Dmitry GLUKHOVSKY (1979-)

Russie, 2007, Метро 2033

L’Atalante, collection Le Livre de poche, 2017, 864 pages.

Métro 2033 est un roman phénomène : best-seller international, il a lancé la carrière de son géniteur, et engendré suites et histoires parallèles écrites par d’autres auteurs (pas moins d’une quarantaine de titres, dont deux seulement ont été traduits en français à ce jour), sans oublier une série de jeux vidéo. Pourtant, comme Silo, de prime abord, rien de foncièrement original sous le soleil : la Terre a subi une catastrophe majeure, et le résultat de ce suicide atomique est l’annihilation presque totale de l’humanité. A Moscou, les survivants ont trouvé refuge dans les couloirs du métro.

Et c’est là que le talent de Dmitry Glukhovsky se manifeste. En campant Artyom, un jeune homme résident d’une station frontalière, barrage contre l’invasion des Noirs (sortes de mutants venus de la surface), qui s’engage auprès d’un ami de son père adoptif à remplir une mission – se rendre à Polis, la mythique cité centrale, temple du savoir –, il nous permet d’arpenter les voies et les stations de cet abri de la dernière chance. Outre l’exotisme affirmé, pour un lecteur français confronté à un métro étranger et peu connu du grand public, Métro 2033 suscite immédiatement l’intérêt par l’atmosphère glauque qui y règne, les mythes qui y pullulent, les galeries de personnages singuliers qui y rodent, et la variété de stations et de modes de vie. Dmitry Glukhovsky se situe ainsi dans la digne lignée de l’excellente nouvelle de Serge Brussolo, « Subway, éléments pour une mythologie du métro » (republiée dans le récent Trajets et itinéraires de la mémoire). Il y a un véritable foisonnement légendaire, autour du sort réservé aux morts, de la nature des tunnels du métro, de leur proximité ou non avec l’enfer, des réseaux parallèles qui existeraient et scruteraient les voyageurs lambda (héritage soviétique ?), etc…

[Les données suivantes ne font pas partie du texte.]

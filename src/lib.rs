//! Pathspec-filtered recursive traversal of git tree objects.
//!
//! The entry point is [`git::read_tree_at`]: it walks a tree depth-first in
//! stored order, asks a [`git::Pathspec`] which entries are interesting,
//! hands those to a [`git::Visitor`], and can follow gitlinks into
//! submodule repositories.

pub mod error;
pub mod git;
pub mod models;

#[cfg(any(test, feature = "test-utils"))]
pub mod test_utils;

pub use error::{FatalError, Result, TreeError};
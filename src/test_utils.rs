//! Test utilities: hand-built tree objects and temporary git repositories.
//!
//! This module is only compiled for tests and with the `test-utils` feature.

use std::fs;
use std::io;
use std::path::{Path, PathBuf};
use std::process::Command;
use std::sync::{Arc, Mutex};

use git2::{ObjectType, Oid};
use tempfile::TempDir;
use tracing_subscriber::fmt::MakeWriter;

use crate::git::compare::base_name_compare;
use crate::git::memory::MemoryObjectStore;

/// Object id made of twenty copies of `n`.
pub fn oid_of(n: u8) -> Oid {
    Oid::from_bytes(&[n; 20]).expect("20 bytes is a valid oid")
}

/// Builder for raw tree buffers.
#[derive(Debug, Clone, Default)]
pub struct TreeFixture {
    entries: Vec<(u32, Vec<u8>, Oid)>,
}

impl TreeFixture {
    pub fn new() -> Self {
        Self::default()
    }

    pub fn entry(mut self, mode: u32, name: &str, oid: Oid) -> Self {
        self.entries.push((mode, name.as_bytes().to_vec(), oid));
        self
    }

    /// Encode the entries in the order they were added.
    pub fn encode(&self) -> Vec<u8> {
        let mut buf = Vec::new();
        for (mode, name, oid) in &self.entries {
            buf.extend_from_slice(format!("{mode:o} ").as_bytes());
            buf.extend_from_slice(name);
            buf.push(0);
            buf.extend_from_slice(oid.as_bytes());
        }
        buf
    }

    /// Encode the entries in canonical git order.
    pub fn encode_sorted(&self) -> Vec<u8> {
        let mut sorted = self.clone();
        sorted
            .entries
            .sort_by(|a, b| base_name_compare(&a.1, a.0, &b.1, b.0).cmp(&0));
        sorted.encode()
    }

    /// Store the tree (in canonical order) and return its id.
    pub fn insert(&self, store: &MemoryObjectStore) -> Oid {
        store
            .insert(ObjectType::Tree, self.encode_sorted())
            .expect("Failed to insert tree")
    }
}

/// Shared buffer that collects formatted log output.
#[derive(Clone, Default)]
pub struct LogBuffer(Arc<Mutex<Vec<u8>>>);

impl LogBuffer {
    pub fn contents(&self) -> String {
        let buf = self.0.lock().expect("Log buffer lock poisoned");
        String::from_utf8_lossy(&buf).into_owned()
    }
}

impl io::Write for LogBuffer {
    fn write(&mut self, data: &[u8]) -> io::Result<usize> {
        self.0
            .lock()
            .expect("Log buffer lock poisoned")
            .extend_from_slice(data);
        Ok(data.len())
    }

    fn flush(&mut self) -> io::Result<()> {
        Ok(())
    }
}

impl<'a> MakeWriter<'a> for LogBuffer {
    type Writer = LogBuffer;

    fn make_writer(&'a self) -> Self::Writer {
        self.clone()
    }
}

/// Run `f` with a subscriber that records every event on this thread and
/// return its result together with the formatted logs.
pub fn capture_logs<T>(f: impl FnOnce() -> T) -> (T, String) {
    let buffer = LogBuffer::default();
    let subscriber = tracing_subscriber::fmt()
        .with_writer(buffer.clone())
        .with_max_level(tracing::Level::TRACE)
        .with_ansi(false)
        .finish();
    let result = tracing::subscriber::with_default(subscriber, f);
    (result, buffer.contents())
}

/// A temporary git repository driven through the git CLI.
///
/// The repository is removed when dropped.
pub struct TestRepo {
    dir: TempDir,
}

impl Default for TestRepo {
    fn default() -> Self {
        Self::new()
    }
}

impl TestRepo {
    /// Create a temporary directory with git initialized.
    ///
    /// Also configures user.email and user.name for commits.
    pub fn new() -> Self {
        let dir = TempDir::new().expect("Failed to create temp dir");
        let repo = Self { dir };
        repo.git(&["init", "-q"]);
        repo.git(&["config", "user.email", "test@test.com"]);
        repo.git(&["config", "user.name", "Test"]);
        repo
    }

    pub fn path(&self) -> &Path {
        self.dir.path()
    }

    /// Run git in the repository and return its trimmed stdout.
    pub fn git(&self, args: &[&str]) -> String {
        let output = Command::new("git")
            .args(args)
            .current_dir(self.dir.path())
            .output()
            .expect("Failed to run git");
        assert!(
            output.status.success(),
            "git {:?} failed: {}",
            args,
            String::from_utf8_lossy(&output.stderr)
        );
        String::from_utf8_lossy(&output.stdout).trim().to_string()
    }

    /// Write a file and stage it. Creates parent directories as needed.
    pub fn add_file(&self, path: &str, content: &str) -> PathBuf {
        let full_path = self.dir.path().join(path);
        if let Some(parent) = full_path.parent() {
            fs::create_dir_all(parent).expect("Failed to create parent dirs");
        }
        fs::write(&full_path, content).expect("Failed to write file");
        self.git(&["add", path]);
        full_path
    }

    /// Commit everything staged and return the new HEAD id.
    pub fn commit(&self, message: &str) -> Oid {
        self.git(&["commit", "-q", "--allow-empty", "-m", message]);
        self.head()
    }

    pub fn head(&self) -> Oid {
        let hex = self.git(&["rev-parse", "HEAD"]);
        Oid::from_str(&hex).expect("rev-parse printed an invalid id")
    }

    /// Clone `other` into `path` as a submodule and stage it.
    pub fn add_submodule(&self, other: &TestRepo, path: &str) {
        let url = other.path().to_string_lossy().to_string();
        self.git(&[
            "-c",
            "protocol.file.allow=always",
            "submodule",
            "add",
            &url,
            path,
        ]);
    }
}
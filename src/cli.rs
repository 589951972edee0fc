// src/cli.rs

//! The clap-derived command line.

use clap::{Parser, ValueEnum};

/// Arguments accepted by the `watchmill` binary.
#[derive(Debug, Clone, Parser)]
#[command(
    name = "watchmill",
    version,
    about = "Incremental build engine: watch sources, rebuild only what changed."
)]
pub struct CliArgs {
    /// Config file to load (TOML), `Watchmill.toml` by default.
    #[arg(long, value_name = "PATH", default_value = "Watchmill.toml")]
    pub config: String,

    /// Build everything once and exit instead of watching.
    #[arg(long)]
    pub once: bool,

    /// Force the dev target (outputs under `<build_dir>/dev/`), overriding
    /// the config's `target` setting.
    #[arg(long)]
    pub dev: bool,

    /// Empty the build directory (outputs and cached metadata) before
    /// building.
    #[arg(long)]
    pub clean: bool,

    /// Log verbosity; `WATCHMILL_LOG` applies when this is omitted.
    #[arg(long, value_enum, value_name = "LEVEL")]
    pub log_level: Option<LogLevel>,

    /// Load and validate the config, print the resolved plan, build nothing.
    #[arg(long)]
    pub dry_run: bool,
}

#[derive(Debug, Copy, Clone, ValueEnum)]
pub enum LogLevel {
    Error,
    Warn,
    Info,
    Debug,
    Trace,
}

impl LogLevel {
    /// The `EnvFilter` directive equivalent of this level.
    pub fn as_directive(self) -> &'static str {
        match self {
            LogLevel::Error => "error",
            LogLevel::Warn => "warn",
            LogLevel::Info => "info",
            LogLevel::Debug => "debug",
            LogLevel::Trace => "trace",
        }
    }
}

De soleil, il n’est pas question ici, tant la survie s’effectue à l’ombre de mille dangers, et d’une peur latente, celle du noir, des ténèbres dominant dans les tunnels, des forces obscures et des créatures voraces. Et dans ce registre, Dmitry Glukhovsky parvient à instiller à ses lecteurs un incontestable malaise. Nombre de stations sont de véritables microcosmes, ainsi que l’illustre le magnifique plan du métro proposé sur les rabats de la couverture de l’édition poche : on trouve ainsi dans ces profondeurs la ligne Rouge, ensemble de stations témoignant de la nostalgie soviétique, et qui se fixe comme but la construction du socialisme sur une seule ligne (sic), des stations contrôlées par diverses mafias, une confédération régie par le commerce et l’économie capitaliste, ou d’autres touchées par des épidémies. Un monde paradoxalement d’une grande richesse, bâti dans les fondations du nôtre et où la récupération et la débrouille sont reines. Les seuls à oser s’aventurer à la surface, les stalkers (hommage au roman des frères Strougatski), dans l’espoir de récupérer des artéfacts du monde d’avant, le font au péril de leur vie. Dans ce roman qui se suffisait initialement à lui-même, Artyom, par ce qui s’apparente à une véritable odyssée, nous permet de découvrir la plupart des facettes de ce métro, cadre idéal d’un jeu de rôles.

Voilà qui pourrait rappeler au lecteur français la diversité d’un autre univers post apocalyptique, celui de la Compagnie des glaces. Toutes ces tendances, néo-stalinienne, religieuse, tendance sectaire majoritaire ou sataniste mystique, Dmitry Glukhovsky les traite avec une distance moqueuse, dans un esprit typiquement post-moderne, à l’exception de la Hanse, marque peut-être de l’acceptation de la réalité capitaliste. Ainsi que le dit Melnik, le stalker, rien ne change jamais, ne laissant que la simple survie comme unique motivation valable.